- EXERCISE GOAL -
In the records below, find the line with "async fn history(&self, payer_id: &str)" and the line with "impl PaymentProvider for"; return exactly those lines and every line between them.

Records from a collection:
————————
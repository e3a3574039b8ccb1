use hugard_engine::{
    db_types::{ChargeRecord, NewChargeRecord, PayerTotal, SettledPayment},
    Cents,
    LedgerError,
    LedgerStore,
    PaymentProvider,
    ProviderError,
    ProviderStatus,
};
use mockall::mock;

mock! {
    pub Ledger {}
    impl Clone for Ledger {
        fn clone(&self) -> Self;
    }
    impl LedgerStore for Ledger {
        fn url(&self) -> &str;
        async fn create(&self, charge: NewChargeRecord) -> Result<ChargeRecord, LedgerError>;
        async fn list_pending(&self) -> Result<Vec<ChargeRecord>, LedgerError>;
        async fn mark_settled(&self, invoice_ref: &str) -> Result<bool, LedgerError>;
        async fn fetch_charge(&self, invoice_ref: &str) -> Result<Option<ChargeRecord>, LedgerError>;
        async fn history(&self, payer_id: &str) -> Result<Vec<SettledPayment>, LedgerError>;
        async fn leaderboard(&self) -> Result<Vec<PayerTotal>, LedgerError>;
    }
}

mock! {
    pub Provider {}
    impl PaymentProvider for Provider {
        async fn create_charge(&self, payer_id: &str, amount: Cents) -> Result<String, ProviderError>;
        async fn charge_status(&self, invoice_ref: &str) -> Result<ProviderStatus, ProviderError>;
        fn payment_url(&self, invoice_ref: &str) -> String;
    }
}
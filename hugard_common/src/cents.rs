use std::{
    fmt::Display,
    iter::Sum,
    ops::{Add, AddAssign, Sub},
};

use serde::{Deserialize, Serialize};
use sqlx::Type;
use thiserror::Error;

pub const CURRENCY_CODE: &str = "USD";
/// The smallest charge the issuer will accept.
pub const MINIMUM_CHARGE: Cents = Cents(100);

//--------------------------------------       Cents        ---------------------------------------------------------
/// A monetary amount in hundredths of the reference currency unit.
///
/// The ledger is currency-agnostic, but in practice every amount is in US dollars, so `Cents(500)` is displayed as
/// `$5.00`.
#[derive(Debug, Clone, Copy, Default, Type, PartialEq, Eq, Hash, Ord, PartialOrd, Serialize, Deserialize)]
#[sqlx(transparent)]
pub struct Cents(i64);

// Arithmetic on the inner value. Overflow follows the usual i64 rules.
macro_rules! cents_op {
    ($($op_trait:ident::$op_fn:ident),+ ; $($assign_trait:ident::$assign_fn:ident),+) => {
        $(impl $op_trait for Cents {
            type Output = Cents;

            fn $op_fn(self, rhs: Cents) -> Cents {
                Cents(self.0.$op_fn(rhs.0))
            }
        })+
        $(impl $assign_trait for Cents {
            fn $assign_fn(&mut self, rhs: Cents) {
                self.0.$assign_fn(rhs.0);
            }
        })+
    };
}

cents_op!(Add::add, Sub::sub; AddAssign::add_assign);

impl Sum for Cents {
    fn sum<I: Iterator<Item = Self>>(iter: I) -> Self {
        iter.fold(Self::default(), Add::add)
    }
}

#[derive(Debug, Clone, Error)]
#[error("Value cannot be represented in cents: {0}")]
pub struct CentsConversionError(pub String);

impl From<i64> for Cents {
    fn from(value: i64) -> Self {
        Self(value)
    }
}

impl Display for Cents {
    fn fmt(&self, f: &mut std::fmt::Formatter<'_>) -> std::fmt::Result {
        let sign = if self.0 < 0 { "-" } else { "" };
        write!(f, "{sign}${}", self.to_decimal_string().trim_start_matches('-'))
    }
}

impl Cents {
    pub fn value(&self) -> i64 {
        self.0
    }

    /// Plain two-decimal representation, without a currency symbol, e.g. `12.35`. This is the format the payment
    /// provider expects for prices.
    pub fn to_decimal_string(&self) -> String {
        let sign = if self.0 < 0 { "-" } else { "" };
        let abs = self.0.unsigned_abs();
        format!("{sign}{}.{:02}", abs / 100, abs % 100)
    }

    /// Divides the amount evenly into `parts`, rounding half away from zero. Returns `None` when `parts` is zero.
    pub fn checked_average(&self, parts: usize) -> Option<Self> {
        if parts == 0 {
            return None;
        }
        let parts = i64::try_from(parts).ok()?;
        let quotient = self.0 / parts;
        let remainder = self.0 % parts;
        let adjust = if remainder.abs() * 2 >= parts { self.0.signum() } else { 0 };
        Some(Self(quotient + adjust))
    }
}
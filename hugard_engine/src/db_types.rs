//! Data types stored in, and read from, the ledger.
use std::{fmt::Display, str::FromStr};

use chrono::{DateTime, Utc};
pub use hugard_common::Cents;
use serde::{Deserialize, Serialize};
use sqlx::{FromRow, Type};
use thiserror::Error;

//--------------------------------------     ChargeStatus      ---------------------------------------------------------
/// Local settlement state of a charge.
///
/// Every non-terminal provider state collapses into `New`. The only permitted transition is `New` to `Settled`.
#[derive(Debug, Clone, Copy, PartialEq, Eq, Hash, Type, Serialize, Deserialize)]
#[sqlx(rename_all = "UPPERCASE")]
#[serde(rename_all = "UPPERCASE")]
pub enum ChargeStatus {
    /// The charge has been created with the provider, but the provider has not reported it as complete.
    New,
    /// The provider has reported the charge as complete. This state is final.
    Settled,
}

impl Display for ChargeStatus {
    fn fmt(&self, f: &mut std::fmt::Formatter<'_>) -> std::fmt::Result {
        match self {
            ChargeStatus::New => write!(f, "NEW"),
            ChargeStatus::Settled => write!(f, "SETTLED"),
        }
    }
}

#[derive(Debug, Clone, Error)]
#[error("Invalid charge status: {0}")]
pub struct ConversionError(String);

impl FromStr for ChargeStatus {
    type Err = ConversionError;

    fn from_str(s: &str) -> Result<Self, Self::Err> {
        match s {
            "NEW" => Ok(Self::New),
            "SETTLED" => Ok(Self::Settled),
            s => Err(ConversionError(s.to_string())),
        }
    }
}

//--------------------------------------     ChargeRecord      ---------------------------------------------------------
/// One row of the `payments` table.
#[derive(Debug, Clone, PartialEq, Eq, FromRow, Serialize, Deserialize)]
pub struct ChargeRecord {
    pub id: i64,
    /// Opaque identifier of the member that requested the charge
    pub payer_id: String,
    pub amount: Cents,
    /// The charge identifier assigned by the payment provider
    pub invoice_ref: String,
    pub status: ChargeStatus,
    pub created_at: DateTime<Utc>,
}

impl ChargeRecord {
    pub fn is_settled(&self) -> bool {
        self.status == ChargeStatus::Settled
    }
}

//--------------------------------------   NewChargeRecord     ---------------------------------------------------------
#[derive(Debug, Clone, PartialEq, Eq)]
pub struct NewChargeRecord {
    pub payer_id: String,
    pub amount: Cents,
    pub invoice_ref: String,
}

impl NewChargeRecord {
    pub fn new<S: Into<String>, R: Into<String>>(payer_id: S, amount: Cents, invoice_ref: R) -> Self {
        Self { payer_id: payer_id.into(), amount, invoice_ref: invoice_ref.into() }
    }
}

//--------------------------------------    SettledPayment     ---------------------------------------------------------
#[derive(Debug, Clone, PartialEq, Eq, FromRow, Serialize, Deserialize)]
pub struct SettledPayment {
    pub amount: Cents,
    pub created_at: DateTime<Utc>,
}

//--------------------------------------      PayerTotal       ---------------------------------------------------------
#[derive(Debug, Clone, PartialEq, Eq, FromRow, Serialize, Deserialize)]
pub struct PayerTotal {
    pub payer_id: String,
    pub total: Cents,
}

#[cfg(test)]
mod test {
    use super::*;

    #[test]
    fn status_round_trip_names() {
        assert_eq!(ChargeStatus::Settled.to_string(), "SETTLED");
        assert_eq!("NEW".parse::<ChargeStatus>().unwrap(), ChargeStatus::New);
        assert!("COMPLETE".parse::<ChargeStatus>().is_err());
        assert_eq!(serde_json::to_string(&ChargeStatus::Settled).unwrap(), "\"SETTLED\"");
    }
}
use std::time::Duration;

use hugard_engine::{
    db_types::{ChargeStatus, PayerTotal},
    events::EventProducers,
    test_utils::{
        fakes::{FakeProvider, MemoryArtifacts},
        prepare_env::{prepare_test_env, random_db_path},
    },
    Cents,
    ChargeIssuerApi,
    ChargeOutcome,
    LedgerStore,
    ArtifactError,
    ChargeArtifacts,
    ProviderStatus,
    ReconciliationApi,
    ReportingApi,
    RequestedAmount,
    SqliteDatabase,
};
use log::*;
use sqlx::{migrate::MigrateDatabase, Sqlite};

struct Harness {
    db: SqliteDatabase,
    provider: FakeProvider,
    artifacts: MemoryArtifacts,
}

impl Harness {
    async fn new() -> Self {
        let url = random_db_path();
        let db = prepare_test_env(&url).await;
        Self { db, provider: FakeProvider::new(), artifacts: MemoryArtifacts::new() }
    }

    fn issuer(&self) -> ChargeIssuerApi<SqliteDatabase, FakeProvider, MemoryArtifacts> {
        ChargeIssuerApi::new(self.db.clone(), self.provider.clone(), self.artifacts.clone())
    }

    fn reconciler(&self) -> ReconciliationApi<SqliteDatabase, FakeProvider, MemoryArtifacts> {
        ReconciliationApi::new(
            self.db.clone(),
            self.provider.clone(),
            self.artifacts.clone(),
            EventProducers::default(),
        )
    }

    async fn request(&self, payer: &str, amount: &str) -> String {
        let amount = amount.parse::<RequestedAmount>().unwrap();
        self.issuer().issue_charge(payer, amount).await.expect("Error issuing charge").invoice_ref
    }

    async fn tear_down(mut self) {
        let url = self.db.url().to_string();
        if let Err(e) = self.db.close().await {
            error!("🚀️ Failed to close database: {e}");
        }
        Sqlite::drop_database(&url).await.unwrap();
    }
}

#[tokio::test]
async fn pending_charge_settles_once() {
    let h = Harness::new().await;
    let invoice = h.request("u1", "5").await;
    assert!(h.artifacts.contains(&invoice));

    let report = h.reconciler().run_cycle().await.unwrap();
    assert_eq!(report.checked, 1);
    assert_eq!(report.pending, vec![invoice.clone()]);
    assert!(report.settled.is_empty());

    h.provider.set_status(&invoice, ProviderStatus::Settled);
    let report = h.reconciler().run_cycle().await.unwrap();
    assert_eq!(report.settled, vec![invoice.clone()]);
    let record = h.db.fetch_charge(&invoice).await.unwrap().unwrap();
    assert_eq!(record.status, ChargeStatus::Settled);
    assert_eq!(record.amount.value(), 500);
    assert!(!h.artifacts.contains(&invoice));

    // Settled charges are no longer polled
    let report = h.reconciler().run_cycle().await.unwrap();
    assert_eq!(report.checked, 0);
    assert_eq!(h.provider.status_checks().iter().filter(|r| **r == invoice).count(), 2);
    h.tear_down().await;
}

#[tokio::test]
async fn charges_settle_in_different_cycles() {
    let h = Harness::new().await;
    let first = h.request("u1", "5").await;
    let second = h.request("u2", "7.50").await;

    h.provider.set_status(&second, ProviderStatus::Settled);
    let report = h.reconciler().run_cycle().await.unwrap();
    assert_eq!(report.settled, vec![second.clone()]);
    assert_eq!(report.pending, vec![first.clone()]);

    h.provider.set_status(&first, ProviderStatus::Settled);
    let report = h.reconciler().run_cycle().await.unwrap();
    assert_eq!(report.settled, vec![first.clone()]);
    assert!(h.db.list_pending().await.unwrap().is_empty());
    h.tear_down().await;
}

#[tokio::test]
async fn provider_failure_is_isolated() {
    let h = Harness::new().await;
    let a = h.request("u1", "2").await;
    let b = h.request("u2", "3").await;
    let c = h.request("u3", "4").await;
    for invoice in [&a, &b, &c] {
        h.provider.set_status(invoice, ProviderStatus::Settled);
    }
    h.provider.fail_checks_for(&b);

    let report = h.reconciler().run_cycle().await.unwrap();
    assert_eq!(report.checked, 3);
    assert_eq!(report.settled, vec![a.clone(), c.clone()]);
    assert_eq!(report.failed, vec![b.clone()]);
    let pending = h.db.list_pending().await.unwrap();
    assert_eq!(pending.len(), 1);
    assert_eq!(pending[0].invoice_ref, b);

    h.provider.recover(&b);
    let report = h.reconciler().run_cycle().await.unwrap();
    assert_eq!(report.settled, vec![b]);
    h.tear_down().await;
}

#[tokio::test]
async fn non_settled_states_stay_pending() {
    let h = Harness::new().await;
    let invoice = h.request("u1", "5").await;
    let api = h.reconciler();
    for status in [
        ProviderStatus::Pending,
        ProviderStatus::Expired,
        ProviderStatus::Canceled,
        ProviderStatus::Other("UNRESOLVED".to_string()),
    ] {
        h.provider.set_status(&invoice, status.clone());
        let record = h.db.fetch_charge(&invoice).await.unwrap().unwrap();
        assert_eq!(api.reconcile_charge(record).await, ChargeOutcome::StillPending(status));
    }
    assert_eq!(h.db.list_pending().await.unwrap().len(), 1);
    h.tear_down().await;
}

#[tokio::test]
async fn hung_status_check_times_out() {
    let h = Harness::new().await;
    let slow = h.request("u1", "5").await;
    let fast = h.request("u2", "5").await;
    h.provider.set_status(&fast, ProviderStatus::Settled);
    h.provider.hang_checks_for(&slow);
    let api = h.reconciler().with_check_timeout(Duration::from_millis(100));
    let report = api.run_cycle().await.unwrap();
    assert_eq!(report.failed, vec![slow]);
    assert_eq!(report.settled, vec![fast]);
    h.tear_down().await;
}

#[tokio::test]
async fn second_settlement_is_a_no_op() {
    let h = Harness::new().await;
    let invoice = h.request("u1", "5").await;
    h.provider.set_status(&invoice, ProviderStatus::Settled);
    let record = h.db.fetch_charge(&invoice).await.unwrap().unwrap();
    let api = h.reconciler();
    assert_eq!(api.reconcile_charge(record.clone()).await, ChargeOutcome::Settled);
    // A stale snapshot from an overlapping cycle must not settle the charge twice
    assert_eq!(api.reconcile_charge(record).await, ChargeOutcome::AlreadySettled);
    h.tear_down().await;
}

#[tokio::test]
async fn one_payer_settling_across_cycles_is_reported_in_full() {
    let h = Harness::new().await;
    let reports = ReportingApi::new(h.db.clone());
    let first = h.request("u1", "5").await;
    let second = h.request("u1", "7.50").await;
    let other = h.request("u2", "10").await;
    assert!(reports.payment_history("u1").await.unwrap().is_none());
    assert!(reports.server_stats().await.unwrap().is_none());

    h.provider.set_status(&first, ProviderStatus::Settled);
    h.provider.set_status(&other, ProviderStatus::Settled);
    let report = h.reconciler().run_cycle().await.unwrap();
    assert_eq!(report.settled, vec![first.clone(), other.clone()]);
    assert_eq!(report.pending, vec![second.clone()]);
    // u2 leads while half of u1's payments are still pending
    let stats = reports.server_stats().await.unwrap().unwrap();
    assert_eq!(stats.top_payer.payer_id, "u2");

    h.provider.set_status(&second, ProviderStatus::Settled);
    let report = h.reconciler().run_cycle().await.unwrap();
    assert_eq!(report.settled, vec![second.clone()]);

    let history = reports.payment_history("u1").await.unwrap().unwrap();
    assert_eq!(history.payments.len(), 2);
    let amounts = history.payments.iter().map(|p| p.amount.value()).collect::<Vec<_>>();
    assert_eq!(amounts, vec![500, 750]);
    assert_eq!(history.total, Cents::from(1250));

    let stats = reports.server_stats().await.unwrap().unwrap();
    assert_eq!(stats.top_payer, PayerTotal { payer_id: "u1".into(), total: Cents::from(1250) });
    assert_eq!(stats.ranking.iter().map(|p| p.payer_id.as_str()).collect::<Vec<_>>(), vec!["u1", "u2"]);
    assert_eq!(stats.payer_count, 2);
    assert_eq!(stats.total_income, Cents::from(2250));
    assert_eq!(stats.average_income, Cents::from(1125));
    h.tear_down().await;
}

/// Runs a full reconciliation cycle, with the charge already complete at the provider, before every render.
struct RacingArtifacts {
    inner: MemoryArtifacts,
    db: SqliteDatabase,
    provider: FakeProvider,
}

impl ChargeArtifacts for RacingArtifacts {
    async fn render(&self, invoice_ref: &str, payload: &str) -> Result<(), ArtifactError> {
        self.provider.set_status(invoice_ref, ProviderStatus::Settled);
        let api = ReconciliationApi::new(
            self.db.clone(),
            self.provider.clone(),
            self.inner.clone(),
            EventProducers::default(),
        );
        let report = api.run_cycle().await.expect("Error running cycle");
        assert!(report.settled.is_empty(), "{invoice_ref} settled before it was recorded");
        self.inner.render(invoice_ref, payload).await
    }

    async fn remove(&self, invoice_ref: &str) -> Result<(), ArtifactError> {
        self.inner.remove(invoice_ref).await
    }
}

#[tokio::test]
async fn artifact_exists_before_charge_is_visible() {
    let h = Harness::new().await;
    let racing = RacingArtifacts { inner: h.artifacts.clone(), db: h.db.clone(), provider: h.provider.clone() };
    let issuer = ChargeIssuerApi::new(h.db.clone(), h.provider.clone(), racing);
    let charge = issuer.issue_charge("u1", "5".parse().unwrap()).await.unwrap();
    let record = h.db.fetch_charge(&charge.invoice_ref).await.unwrap().unwrap();
    assert_eq!(record.status, ChargeStatus::New);
    assert!(h.artifacts.contains(&charge.invoice_ref));

    let report = h.reconciler().run_cycle().await.unwrap();
    assert_eq!(report.settled, vec![charge.invoice_ref.clone()]);
    assert!(!h.artifacts.contains(&charge.invoice_ref));
    h.tear_down().await;
}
————————
- THE COMPLETED TASK -
        async fn history(&self, payer_id: &str) -> Result<Vec<SettledPayment>, LedgerError>;
        async fn leaderboard(&self) -> Result<Vec<PayerTotal>, LedgerError>;
    }
}

mock! {
    pub Provider {}
    impl PaymentProvider for Provider {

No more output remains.